-- TASK INPUT --
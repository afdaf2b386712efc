//! Tree formatter for directory listings
//!
//! This module provides `TreeFormatter` which draws a pre-order sequence of
//! entries as a tree, one line per entry.

use std::io::{self, Write};

use termcolor::WriteColor;

use crate::metadata::{Entry, EntryKind, FailedEntry, FileRecord};

use super::config::OutputConfig;
use super::utils::{
    Style, connector, continuation_prefix, format_size, format_time, last_sibling_flags,
    write_styled,
};
use super::{render_plain, stdout_stream};

/// Characters of the SHA-256 digest shown inline in tree listings.
const SHORT_CHECKSUM_LEN: usize = 12;

/// Formatter for tree output.
pub struct TreeFormatter {
    config: OutputConfig,
}

impl TreeFormatter {
    pub fn new(config: OutputConfig) -> Self {
        Self { config }
    }

    /// Render to plain text, without colors.
    pub fn format(&self, entries: &[Entry]) -> String {
        render_plain(|out| self.write(out, entries))
    }

    pub fn print(&self, entries: &[Entry]) -> io::Result<()> {
        let mut stdout = stdout_stream(self.config.use_color);
        self.write(&mut stdout, entries)
    }

    /// Write one line per entry, then the summary line if enabled.
    pub fn write<W: WriteColor>(&self, out: &mut W, entries: &[Entry]) -> io::Result<()> {
        let last_flags = last_sibling_flags(entries);
        // child_prefixes[d] is the prefix drawn before children of the entry at depth d.
        let mut child_prefixes: Vec<String> = Vec::new();
        let mut dir_count = 0;
        let mut file_count = 0;

        for (entry, &is_last) in entries.iter().zip(&last_flags) {
            let depth = entry.depth();

            if depth == 0 {
                self.write_root(out, entry)?;
                child_prefixes.clear();
                child_prefixes.push(String::new());
                continue;
            }

            let prefix = child_prefixes.get(depth - 1).cloned().unwrap_or_default();
            write_styled(out, Style::Tree, &format!("{}{}", prefix, connector(is_last)))?;
            self.write_entry(out, entry)?;

            child_prefixes.resize(depth, String::new());
            child_prefixes.push(continuation_prefix(&prefix, is_last));

            if entry.is_dir() {
                dir_count += 1;
            } else {
                file_count += 1;
            }
        }

        if self.config.show_report {
            writeln!(out)?;
            writeln!(out, "{} directories, {} files", dir_count, file_count)?;
        }
        Ok(())
    }

    fn write_root<W: WriteColor>(&self, out: &mut W, entry: &Entry) -> io::Result<()> {
        let shown = entry.path().display().to_string();
        match entry {
            Entry::Record(record) => {
                let style = name_style(record.kind());
                write_styled(out, style, &shown)?;
                self.write_record_details(out, record)
            }
            Entry::Failed(failed) => {
                write_styled(out, Style::Value, &shown)?;
                write_failure(out, failed)
            }
        }
    }

    fn write_entry<W: WriteColor>(&self, out: &mut W, entry: &Entry) -> io::Result<()> {
        match entry {
            Entry::Record(record) => {
                write_styled(out, name_style(record.kind()), record.name())?;
                self.write_record_details(out, record)
            }
            Entry::Failed(failed) => {
                write_styled(out, Style::Value, &failed.name)?;
                write_failure(out, failed)
            }
        }
    }

    /// Everything after the name: link target, mode, size, time, warnings.
    fn write_record_details<W: WriteColor>(
        &self,
        out: &mut W,
        record: &FileRecord,
    ) -> io::Result<()> {
        if let Some(target) = record.symlink_target() {
            write!(out, " -> ")?;
            write_styled(out, Style::Symlink, &target.display().to_string())?;
        }

        write!(out, "  [")?;
        write_styled(out, Style::Permissions, record.permissions())?;
        write!(out, " ")?;
        write_styled(out, Style::Size, &format_size(record.size()))?;
        write!(out, " ")?;
        write_styled(out, Style::Muted, &format_time(record.modified_at()))?;
        if let Some(sums) = record.checksums() {
            let short: String = sums.sha256.chars().take(SHORT_CHECKSUM_LEN).collect();
            write!(out, " ")?;
            write_styled(out, Style::Muted, &short)?;
        }
        write!(out, "]")?;

        if record.is_cycle() {
            write!(out, "  ")?;
            write_styled(out, Style::Warning, "[recursive, not followed]")?;
        }
        if let Some(error) = record.list_error() {
            write!(out, "  ")?;
            write_styled(out, Style::Warning, &format!("[error opening dir: {}]", error))?;
        }
        writeln!(out)
    }
}

fn name_style(kind: EntryKind) -> Style {
    match kind {
        EntryKind::Directory => Style::Directory,
        EntryKind::Symlink => Style::Symlink,
        EntryKind::File | EntryKind::Other => Style::Value,
    }
}

fn write_failure<W: WriteColor>(out: &mut W, failed: &FailedEntry) -> io::Result<()> {
    write!(out, "  ")?;
    write_styled(out, Style::Warning, &format!("[error: {}]", failed.error))?;
    writeln!(out)
}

-- WORK ITEM --
Tally the lines of the listing above that include the string "error". Provide the total alone.

-- RESULT BELOW --
3